Entries taken from a collection
*-*-*

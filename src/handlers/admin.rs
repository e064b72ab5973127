use axum::{
    extract::{Path, Query, State},
    http::StatusCode,
    Json,
};
use serde_json::Value;

use crate::{
    common::error::AppError,
    config::AppState,
    middleware::session::CurrentSession,
    models::{
        cnpj::{ApprovePayload, CnpjEntry, CnpjRequestPayload, CnpjStatusView, SearchQuery},
        dashboard::SeedPayload,
        users::{UserForm, UserRecord},
    },
};

const DEFAULT_SEED_DAYS: u32 = 7;

// --- Whitelist de CNPJ ---

#[utoipa::path(
    get,
    path = "/admin/cnpj",
    tag = "Admin",
    params(
        ("q" = Option<String>, Query, description = "Busca por CNPJ, razão social ou nome fantasia")
    ),
    responses(
        (status = 200, description = "Entradas da whitelist", body = Vec<CnpjEntry>)
    )
)]
pub async fn list_cnpjs(
    State(app_state): State<AppState>,
    current: CurrentSession,
    Query(query): Query<SearchQuery>,
) -> Result<Json<Vec<CnpjEntry>>, AppError> {
    let entries = app_state.cnpj_service.list(&current.session, query.term()).await?;
    Ok(Json(entries))
}

#[utoipa::path(
    post,
    path = "/admin/cnpj",
    tag = "Admin",
    request_body = CnpjRequestPayload,
    responses(
        (status = 200, description = "CNPJ cadastrado", body = CnpjStatusView),
        (status = 400, description = "CNPJ sem 14 dígitos")
    )
)]
pub async fn register_cnpj(
    State(app_state): State<AppState>,
    current: CurrentSession,
    Json(payload): Json<CnpjRequestPayload>,
) -> Result<Json<CnpjStatusView>, AppError> {
    let view = app_state
        .cnpj_service
        .request(&current.session, payload)
        .await
        .map_err(|e| e.or_message("Erro ao cadastrar CNPJ."))?;
    Ok(Json(view))
}

#[utoipa::path(
    put,
    path = "/admin/cnpj/{id}/approve",
    tag = "Admin",
    request_body = ApprovePayload,
    params(
        ("id" = i64, Path, description = "ID da entrada na whitelist")
    ),
    responses(
        (status = 200, description = "Lista atualizada", body = Vec<CnpjEntry>)
    )
)]
pub async fn approve_cnpj(
    State(app_state): State<AppState>,
    current: CurrentSession,
    Path(id): Path<i64>,
    Json(payload): Json<ApprovePayload>,
) -> Result<Json<Vec<CnpjEntry>>, AppError> {
    let entries = app_state.cnpj_service.approve(&current.session, id, payload.approved).await?;
    Ok(Json(entries))
}

// --- Usuários ---

#[utoipa::path(
    get,
    path = "/admin/users",
    tag = "Admin",
    params(
        ("q" = Option<String>, Query, description = "Busca por nome ou e-mail")
    ),
    responses(
        (status = 200, description = "Usuários", body = Vec<UserRecord>)
    )
)]
pub async fn list_users(
    State(app_state): State<AppState>,
    current: CurrentSession,
    Query(query): Query<SearchQuery>,
) -> Result<Json<Vec<UserRecord>>, AppError> {
    let users = app_state.user_service.list(&current.session, query.term()).await?;
    Ok(Json(users))
}

#[utoipa::path(
    post,
    path = "/admin/users",
    tag = "Admin",
    request_body = UserForm,
    responses(
        (status = 200, description = "Usuário criado; lista atualizada", body = Vec<UserRecord>),
        (status = 400, description = "Regras de perfil não atendidas")
    )
)]
pub async fn create_user(
    State(app_state): State<AppState>,
    current: CurrentSession,
    Json(form): Json<UserForm>,
) -> Result<Json<Vec<UserRecord>>, AppError> {
    let users = app_state.user_service.save(&current.session, None, form).await?;
    Ok(Json(users))
}

#[utoipa::path(
    put,
    path = "/admin/users/{id}",
    tag = "Admin",
    request_body = UserForm,
    params(
        ("id" = i64, Path, description = "ID do usuário")
    ),
    responses(
        (status = 200, description = "Usuário atualizado; lista atualizada", body = Vec<UserRecord>)
    )
)]
pub async fn update_user(
    State(app_state): State<AppState>,
    current: CurrentSession,
    Path(id): Path<i64>,
    Json(form): Json<UserForm>,
) -> Result<Json<Vec<UserRecord>>, AppError> {
    let users = app_state.user_service.save(&current.session, Some(id), form).await?;
    Ok(Json(users))
}

#[utoipa::path(
    delete,
    path = "/admin/users/{id}",
    tag = "Admin",
    params(
        ("id" = i64, Path, description = "ID do usuário")
    ),
    responses(
        (status = 200, description = "Usuário excluído; lista atualizada", body = Vec<UserRecord>)
    )
)]
pub async fn delete_user(
    State(app_state): State<AppState>,
    current: CurrentSession,
    Path(id): Path<i64>,
) -> Result<Json<Vec<UserRecord>>, AppError> {
    let users = app_state.user_service.delete(&current.session, id).await?;
    Ok(Json(users))
}

// --- Operação ---

#[utoipa::path(
    post,
    path = "/admin/dev/seed-more",
    tag = "Admin",
    request_body = SeedPayload,
    responses(
        (status = 204, description = "Dados gerados; painel da aba recarregado")
    )
)]
pub async fn seed_more(
    State(app_state): State<AppState>,
    current: CurrentSession,
    Json(payload): Json<SeedPayload>,
) -> Result<StatusCode, AppError> {
    let days = payload.days.unwrap_or(DEFAULT_SEED_DAYS);
    app_state.dashboard_service.seed_more(&current.session, days).await?;

    if let Some(tab) = current.tab {
        if let Some(dashboard) = app_state.live.get(tab).await {
            dashboard.refresh().await?;
        }
    }
    Ok(StatusCode::NO_CONTENT)
}

#[utoipa::path(
    get,
    path = "/restaurantes",
    tag = "Admin",
    responses(
        (status = 200, description = "Restaurantes (lista vazia se a API falhar)", body = Vec<Value>)
    )
)]
pub async fn restaurants(
    State(app_state): State<AppState>,
    current: CurrentSession,
) -> Result<Json<Vec<Value>>, AppError> {
    let rows = app_state.dashboard_service.restaurants(&current.session).await?;
    Ok(Json(rows))
}

#[cfg(test)]
mod tests {
    use crate::common::testing::{browser, cookie_for, login_as, mock_dashboard, spawn_app, MockBackend, MockReply};
    use crate::models::auth::Role;
    use axum::http::{Method, StatusCode};
    use serde_json::{json, Value};

    #[tokio::test]
    async fn user_creation_is_checked_before_reaching_backend() {
        let mock = MockBackend::new();
        let (app, state) = spawn_app(&mock).await;
        let tab = login_as(&state, Role::Admin).await;

        let response = browser()
            .post(format!("{}/admin/users", app))
            .header("cookie", cookie_for(tab))
            .json(&json!({
                "nome": "Ana", "email": "ana@gmail.com", "role": "admin",
                "codigoCannoli": "CANNOLI", "senha": "123456"
            }))
            .send()
            .await
            .unwrap();

        assert_eq!(response.status(), StatusCode::BAD_REQUEST);
        let body: Value = response.json().await.unwrap();
        assert_eq!(body["error"], "Admins só podem usar e-mails @cannoli.com.br ou @inovatech.com.br.");
        assert_eq!(mock.hits(Method::POST, "/users"), 0);
    }

    #[tokio::test]
    async fn cnpj_search_forwards_trimmed_term() {
        let mock = MockBackend::new();
        mock.on(Method::GET, "/cnpj", MockReply::json(json!([
            {"id": 1, "cnpj": "12345678000190", "razao_social": "Cannoli LTDA", "approved": false}
        ])));
        let (app, state) = spawn_app(&mock).await;
        let tab = login_as(&state, Role::Admin).await;

        let response = browser()
            .get(format!("{}/admin/cnpj?q=%20cannoli%20", app))
            .header("cookie", cookie_for(tab))
            .send()
            .await
            .unwrap();
        let rows: Value = response.json().await.unwrap();
        assert_eq!(rows[0]["razao_social"], "Cannoli LTDA");
        assert_eq!(mock.requests_to(Method::GET, "/cnpj")[0].query.get("q").map(String::as_str), Some("cannoli"));
    }

    #[tokio::test]
    async fn seed_more_defaults_to_a_week_and_refreshes_mounted_dashboard() {
        let mock = MockBackend::new();
        mock_dashboard(&mock);
        mock.on(Method::POST, "/dev/seed-more", MockReply::json(json!({"ok": true})));
        let (app, state) = spawn_app(&mock).await;
        let tab = login_as(&state, Role::Admin).await;
        let client = browser();

        client.get(format!("{}/dashboard", app)).header("cookie", cookie_for(tab)).send().await.unwrap();
        let response = client
            .post(format!("{}/admin/dev/seed-more", app))
            .header("cookie", cookie_for(tab))
            .json(&json!({}))
            .send()
            .await
            .unwrap();

        assert_eq!(response.status(), StatusCode::NO_CONTENT);
        assert_eq!(mock.requests_to(Method::POST, "/dev/seed-more")[0].body, json!({"days": 7}));
        assert_eq!(mock.hits(Method::GET, "/metrics"), 2);
    }

    #[tokio::test]
    async fn restaurants_lost_authorization_still_redirects() {
        let mock = MockBackend::new();
        mock.on(Method::GET, "/admin/restaurantes", MockReply::status(401, json!({})));
        let (app, state) = spawn_app(&mock).await;
        let tab = login_as(&state, Role::Admin).await;

        let response = browser().get(format!("{}/restaurantes", app)).header("cookie", cookie_for(tab)).send().await.unwrap();
        assert_eq!(response.status(), StatusCode::SEE_OTHER);
        assert!(!state.sessions.load(tab).await.is_authenticated());
    }
}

*-*-*

EXERCISE PROMPT: Please copy every line from the entries that includes the word "hits".

PROBLEM SOLUTION:
        assert_eq!(mock.hits(Method::POST, "/users"), 0);
        assert_eq!(mock.hits(Method::GET, "/metrics"), 2);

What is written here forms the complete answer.